Exercise data:
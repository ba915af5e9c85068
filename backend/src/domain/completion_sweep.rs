//! Periodic sweep that completes confirmed bookings whose stay has ended.

use std::time::Duration;

use tokio::time::MissedTickBehavior;
use tracing::{debug, error, info};

use super::booking_service::BookingService;

/// Runs the completion sweep forever at `interval`.
///
/// Intended to be spawned as a background task alongside the server. Each
/// pass is independent; a failed pass is logged and the next tick tries
/// again.
pub async fn run(service: BookingService, interval: Duration) {
    let mut ticker = tokio::time::interval(interval);
    // A stalled pass should not cause a burst of catch-up passes.
    ticker.set_missed_tick_behavior(MissedTickBehavior::Delay);

    info!(interval_secs = interval.as_secs(), "completion sweep started");
    loop {
        ticker.tick().await;
        match service.sweep_completions().await {
            Ok(0) => debug!("completion sweep found nothing to do"),
            Ok(completed) => info!(completed, "completion sweep finished"),
            Err(err) => error!(error = %err, "completion sweep failed"),
        }
    }
}
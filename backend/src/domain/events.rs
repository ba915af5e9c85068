//! Lifecycle events raised by aggregate operations.
//!
//! Aggregates return events instead of dispatching side effects themselves;
//! the workflow drains them and hands notifications to the sink only after
//! the surrounding transaction has committed.

use serde::Serialize;
use uuid::Uuid;

use super::date_range::DateRange;
use super::user::UserId;

/// What happened to a booking.
#[derive(Debug, Clone, Copy, PartialEq, Eq, Serialize)]
#[serde(rename_all = "snake_case")]
pub enum BookingLifecycle {
    /// The booking was confirmed by the property owner.
    Confirmed,
    /// The booking was rejected, either by the owner or by losing an
    /// overlap conflict.
    Rejected,
    /// The booking was cancelled.
    Cancelled,
    /// The stay finished.
    Completed,
}

/// A successful booking status transition.
#[derive(Debug, Clone, PartialEq, Eq, Serialize)]
pub struct BookingLifecycleEvent {
    /// Transition that occurred.
    pub lifecycle: BookingLifecycle,
    /// Booking that transitioned.
    pub booking_id: Uuid,
    /// Client who owns the booking.
    pub client_id: UserId,
    /// Property the booking is for.
    pub property_id: Uuid,
    /// The booked stay.
    pub range: DateRange,
}
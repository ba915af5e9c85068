//! Backend library modules.

pub mod domain;
pub mod inbound;
pub mod outbound;
pub mod server;
#[cfg(any(test, feature = "test-support"))]
pub mod test_support;
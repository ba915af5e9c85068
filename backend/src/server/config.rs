//! HTTP server configuration object and helpers.

use std::net::SocketAddr;

use clap::Parser;
use rust_decimal::Decimal;

/// Command-line and environment configuration for the backend server.
#[derive(Debug, Clone, Parser)]
#[command(
    name = "backend",
    about = "Rental marketplace booking and wallet backend",
    version
)]
pub struct ServerConfig {
    /// Socket address the HTTP server binds to.
    #[arg(long, env = "BIND_ADDR", default_value = "0.0.0.0:8080")]
    pub bind_addr: SocketAddr,
    /// Flat fee charged to the client's wallet when a booking is confirmed,
    /// denominated in the property's currency.
    #[arg(long, env = "CONFIRMATION_FEE", default_value = "50")]
    pub confirmation_fee: Decimal,
    /// Seconds between completion sweep passes.
    #[arg(long, env = "SWEEP_INTERVAL_SECS", default_value_t = 3600)]
    pub sweep_interval_secs: u64,
    /// Seed demonstration data (an owner, a property, and a funded client
    /// wallet) at startup.
    #[arg(long, env = "SEED_DEMO_DATA", default_value_t = false)]
    pub seed_demo_data: bool,
}

#[cfg(test)]
mod tests {
    //! Regression coverage for this module.

    use super::*;

    #[test]
    fn defaults_are_sensible() {
        let config = ServerConfig::parse_from(["backend"]);
        assert_eq!(config.bind_addr.port(), 8080);
        assert_eq!(config.confirmation_fee, Decimal::from(50));
        assert_eq!(config.sweep_interval_secs, 3600);
        assert!(!config.seed_demo_data);
    }

    #[test]
    fn flags_override_defaults() {
        let config = ServerConfig::parse_from([
            "backend",
            "--bind-addr",
            "127.0.0.1:9999",
            "--confirmation-fee",
            "12.50",
            "--sweep-interval-secs",
            "60",
            "--seed-demo-data",
        ]);
        assert_eq!(config.bind_addr.port(), 9999);
        assert_eq!(config.confirmation_fee, "12.50".parse().expect("valid decimal"));
        assert_eq!(config.sweep_interval_secs, 60);
        assert!(config.seed_demo_data);
    }
}
//! Booking workflows.
//!
//! [`BookingService`] orchestrates the reservation and lifecycle workflows.
//! Confirmation is the involved one: it composes the booking state machine,
//! the wallet ledger, the property's unavailable set, and overlap
//! resolution inside a single unit of work, then fans notifications out
//! once the transaction has committed.

use std::sync::Arc;

use chrono::{DateTime, Utc};
use mockable::Clock;
use rust_decimal::Decimal;
use tracing::{info, warn};
use uuid::Uuid;

use super::booking::{Booking, BookingDraft, BookingStatus};
use super::date_range::DateRange;
use super::events::{BookingLifecycle, BookingLifecycleEvent};
use super::money::Money;
use super::notifications::{Notification, NotificationKind};
use super::ports::{NotificationSink, TxScope, UnitOfWork, UnitOfWorkFactory, UserDirectory};
use super::pricing;
use super::property::ContactPolicy;
use super::user::UserId;
use super::workflow_error::WorkflowError;

/// Business policy inputs for the booking workflows.
///
/// Kept as configuration rather than a constant so the core stays testable
/// independent of policy changes.
#[derive(Debug, Clone, Copy, PartialEq, Eq)]
pub struct BookingPolicy {
    /// Fixed fee charged to the client's wallet at confirmation time,
    /// denominated in the property's currency. Distinct from the total
    /// rental price.
    pub confirmation_fee: Decimal,
}

/// Input payload for [`BookingService::reserve`].
#[derive(Debug, Clone)]
pub struct ReserveBookingRequest {
    /// Client placing the reservation.
    pub client_id: UserId,
    /// Property being booked.
    pub property_id: Uuid,
    /// Guest name for the stay.
    pub guest_name: String,
    /// Contact phone number.
    pub phone_number: String,
    /// Requested stay start.
    pub start: DateTime<Utc>,
    /// Requested stay end (exclusive).
    pub end: DateTime<Utc>,
}

/// Reservation and lifecycle workflows over the booking core.
#[derive(Clone)]
pub struct BookingService {
    uow: Arc<dyn UnitOfWorkFactory>,
    directory: Arc<dyn UserDirectory>,
    notifications: Arc<dyn NotificationSink>,
    clock: Arc<dyn Clock>,
    policy: BookingPolicy,
}

impl BookingService {
    /// Creates the service with its collaborators and policy.
    pub fn new(
        uow: Arc<dyn UnitOfWorkFactory>,
        directory: Arc<dyn UserDirectory>,
        notifications: Arc<dyn NotificationSink>,
        clock: Arc<dyn Clock>,
        policy: BookingPolicy,
    ) -> Self {
        Self {
            uow,
            directory,
            notifications,
            clock,
            policy,
        }
    }

    /// Reads a booking by id.
    pub async fn get(&self, booking_id: Uuid) -> Result<Booking, WorkflowError> {
        let read = self.uow.begin(TxScope::ReadOnly).await?;
        read.bookings()
            .get_by_id(booking_id)
            .await?
            .ok_or(WorkflowError::BookingNotFound { booking_id })
    }

    /// Creates a `Pending` booking for a property.
    ///
    /// The total price is computed here, once, from the property's current
    /// rate and discount, and never recomputed afterwards. The requested
    /// range must not collide with the property's unavailable set.
    pub async fn reserve(&self, request: ReserveBookingRequest) -> Result<Booking, WorkflowError> {
        let uow = self.uow.begin(TxScope::Property(request.property_id)).await?;
        let now = self.clock.utc();

        let property = uow
            .properties()
            .get_by_id(request.property_id)
            .await?
            .ok_or(WorkflowError::PropertyNotFound {
                property_id: request.property_id,
            })?;

        let range = DateRange::new(request.start, request.end)?;
        if !property.is_available_for(&range) {
            return Err(WorkflowError::RangeUnavailable);
        }

        let total_price =
            pricing::quote_for_range(property.nightly_rate(), property.discount(), &range);
        let booking = Booking::new(BookingDraft {
            id: Uuid::new_v4(),
            client_id: request.client_id,
            property_id: request.property_id,
            guest_name: request.guest_name,
            phone_number: request.phone_number,
            range,
            total_price,
            reserved_at: now,
        })?;

        uow.bookings().add(&booking).await?;
        uow.commit().await?;

        info!(
            booking_id = %booking.id(),
            property_id = %booking.property_id(),
            total_price = %booking.total_price(),
            "booking reserved",
        );
        self.dispatch(vec![Notification {
            recipient: property.owner_id(),
            kind: NotificationKind::BookingAwaitingReview {
                booking_id: booking.id(),
                range,
            },
        }])
        .await;

        Ok(booking)
    }

    /// Confirms a pending booking.
    ///
    /// All steps run inside one unit of work serialised on the property:
    /// the status transition, the fixed-fee deduction with its ledger
    /// entry, the unavailable-range append, and the auto-rejection of
    /// competing pending bookings. If any step fails, nothing commits —
    /// not the status change, not the deduction, not the rejections.
    /// Notifications go out only after the commit succeeds.
    pub async fn confirm(&self, booking_id: Uuid) -> Result<Booking, WorkflowError> {
        let property_id = self.property_scope_of(booking_id).await?;
        let uow = self.uow.begin(TxScope::Property(property_id)).await?;
        let now = self.clock.utc();

        let mut booking = uow
            .bookings()
            .get_by_id(booking_id)
            .await?
            .ok_or(WorkflowError::BookingNotFound { booking_id })?;
        let property = uow
            .properties()
            .get_by_id(booking.property_id())
            .await?
            .ok_or(WorkflowError::PropertyNotFound {
                property_id: booking.property_id(),
            })?;
        let owner = self
            .directory
            .get_by_id(property.owner_id())
            .await?
            .ok_or(WorkflowError::OwnerNotFound {
                owner_id: property.owner_id(),
            })?;

        // Status change first: an illegal transition aborts before any
        // money moves.
        let confirmed = booking.transition_to(BookingStatus::Confirmed, now)?;
        uow.bookings().update(&booking).await?;

        let mut wallet = uow
            .wallets()
            .get_by_user_id(booking.client_id())
            .await?
            .ok_or(WorkflowError::WalletNotFound {
                user_id: booking.client_id(),
            })?;
        let fee = Money::try_new(
            self.policy.confirmation_fee,
            property.nightly_rate().currency().clone(),
        )?;
        let entry = wallet.deduct_funds(
            &fee,
            format!("confirmation fee for booking {booking_id}"),
            now,
        )?;
        uow.wallets().update(&wallet).await?;
        uow.ledger().append(&entry).await?;

        uow.properties()
            .append_unavailable_range(property.id(), booking.range())
            .await?;

        let rejected = self.reject_overlapping(uow.as_ref(), &booking, now).await?;

        let owner_phone = match property.contact_policy() {
            ContactPolicy::OwnerPhoneShared => Some(owner.phone_number.clone()),
            ContactPolicy::PlatformOnly => None,
        };
        let mut notifications = Vec::with_capacity(rejected.len() + 1);
        notifications.push(Notification {
            recipient: confirmed.client_id,
            kind: NotificationKind::BookingConfirmed {
                booking_id: confirmed.booking_id,
                fee: fee.clone(),
                owner_phone,
            },
        });
        for event in &rejected {
            notifications.push(Notification {
                recipient: event.client_id,
                kind: NotificationKind::BookingLostToConflict {
                    booking_id: event.booking_id,
                    range: event.range,
                },
            });
        }

        uow.commit().await?;

        info!(
            booking_id = %booking_id,
            property_id = %property.id(),
            fee = %fee,
            auto_rejected = rejected.len(),
            "booking confirmed",
        );
        self.dispatch(notifications).await;

        Ok(booking)
    }

    /// Declines a pending booking on the owner's behalf.
    ///
    /// The client is told they may be refund-eligible; no automatic refund
    /// is issued.
    pub async fn reject(&self, booking_id: Uuid) -> Result<Booking, WorkflowError> {
        self.transition_workflow(booking_id, BookingStatus::Rejected).await
    }

    /// Cancels a pending or confirmed booking.
    pub async fn cancel(&self, booking_id: Uuid) -> Result<Booking, WorkflowError> {
        self.transition_workflow(booking_id, BookingStatus::Cancelled).await
    }

    /// Marks a confirmed stay as completed.
    pub async fn complete(&self, booking_id: Uuid) -> Result<Booking, WorkflowError> {
        self.transition_workflow(booking_id, BookingStatus::Completed).await
    }

    /// Transitions every confirmed booking whose stay has ended to
    /// `Completed`.
    ///
    /// Each booking commits in its own property-scoped transaction so the
    /// sweep never blocks the confirmation path; individual failures are
    /// logged and skipped. Returns the number of bookings completed.
    pub async fn sweep_completions(&self) -> Result<u32, WorkflowError> {
        let now = self.clock.utc();
        let due = {
            let read = self.uow.begin(TxScope::ReadOnly).await?;
            read.bookings().get_confirmed_ending_before(now).await?
        };

        let mut completed = 0u32;
        for stale in due {
            match self.complete_expired(stale.id(), stale.property_id(), now).await {
                Ok(true) => completed += 1,
                Ok(false) => {}
                Err(error) => {
                    warn!(
                        booking_id = %stale.id(),
                        error = %error,
                        "completion sweep skipped booking",
                    );
                }
            }
        }
        Ok(completed)
    }

    /// Rejection, cancellation and completion share a shape: one status
    /// transition committed alone, then a single client notification.
    async fn transition_workflow(
        &self,
        booking_id: Uuid,
        target: BookingStatus,
    ) -> Result<Booking, WorkflowError> {
        let property_id = self.property_scope_of(booking_id).await?;
        let uow = self.uow.begin(TxScope::Property(property_id)).await?;
        let now = self.clock.utc();

        let mut booking = uow
            .bookings()
            .get_by_id(booking_id)
            .await?
            .ok_or(WorkflowError::BookingNotFound { booking_id })?;
        let event = booking.transition_to(target, now)?;
        uow.bookings().update(&booking).await?;
        uow.commit().await?;

        info!(booking_id = %booking_id, status = %target, "booking status changed");
        self.dispatch(Self::lifecycle_notification(&event).into_iter().collect())
            .await;

        Ok(booking)
    }

    async fn complete_expired(
        &self,
        booking_id: Uuid,
        property_id: Uuid,
        now: DateTime<Utc>,
    ) -> Result<bool, WorkflowError> {
        let uow = self.uow.begin(TxScope::Property(property_id)).await?;
        let Some(mut booking) = uow.bookings().get_by_id(booking_id).await? else {
            return Ok(false);
        };
        // Re-check under the lock; a cancel may have won the race.
        if booking.status() != BookingStatus::Confirmed || !booking.range().ended_by(now) {
            return Ok(false);
        }

        let event = booking.transition_to(BookingStatus::Completed, now)?;
        uow.bookings().update(&booking).await?;
        uow.commit().await?;

        self.dispatch(Self::lifecycle_notification(&event).into_iter().collect())
            .await;
        Ok(true)
    }

    /// Auto-rejects competing pending bookings that intersect the winner's
    /// range. Bookings in any other status are left untouched: first
    /// confirmed wins.
    async fn reject_overlapping(
        &self,
        uow: &dyn UnitOfWork,
        winner: &Booking,
        now: DateTime<Utc>,
    ) -> Result<Vec<BookingLifecycleEvent>, WorkflowError> {
        let overlapping = uow
            .bookings()
            .get_overlapping(winner.property_id(), winner.range())
            .await?;

        let mut events = Vec::new();
        for mut other in overlapping {
            if other.id() == winner.id() || other.status() != BookingStatus::Pending {
                continue;
            }
            let event = other.transition_to(BookingStatus::Rejected, now)?;
            uow.bookings().update(&other).await?;
            events.push(event);
        }
        Ok(events)
    }

    /// Opens a short read-only transaction to learn which property the
    /// booking belongs to, so the real transaction can take the right
    /// advisory lock. The booking is re-read under that lock.
    async fn property_scope_of(&self, booking_id: Uuid) -> Result<Uuid, WorkflowError> {
        let read = self.uow.begin(TxScope::ReadOnly).await?;
        let booking = read
            .bookings()
            .get_by_id(booking_id)
            .await?
            .ok_or(WorkflowError::BookingNotFound { booking_id })?;
        Ok(booking.property_id())
    }

    /// Maps a lifecycle event to its client notification. Confirmation is
    /// handled inline by [`BookingService::confirm`], which enriches the
    /// message with the fee and owner contact details.
    fn lifecycle_notification(event: &BookingLifecycleEvent) -> Option<Notification> {
        let kind = match event.lifecycle {
            BookingLifecycle::Confirmed => return None,
            BookingLifecycle::Rejected => NotificationKind::BookingDeclined {
                booking_id: event.booking_id,
                refund_eligible: true,
            },
            BookingLifecycle::Cancelled => NotificationKind::BookingCancelled {
                booking_id: event.booking_id,
            },
            BookingLifecycle::Completed => NotificationKind::BookingCompleted {
                booking_id: event.booking_id,
            },
        };
        Some(Notification {
            recipient: event.client_id,
            kind,
        })
    }

    /// Best-effort fan-out after commit. Delivery failures are logged and
    /// never surfaced: the financial and state changes stand.
    async fn dispatch(&self, notifications: Vec<Notification>) {
        for notification in notifications {
            if let Err(error) = self.notifications.enqueue(&notification).await {
                warn!(
                    recipient = %notification.recipient,
                    error = %error,
                    "notification delivery failed",
                );
            }
        }
    }
}

#[cfg(test)]
#[path = "booking_service_tests.rs"]
mod tests;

Problem details: Lines containing the word "Some" in the entries above should be counted, and only that number given.

Task response: 3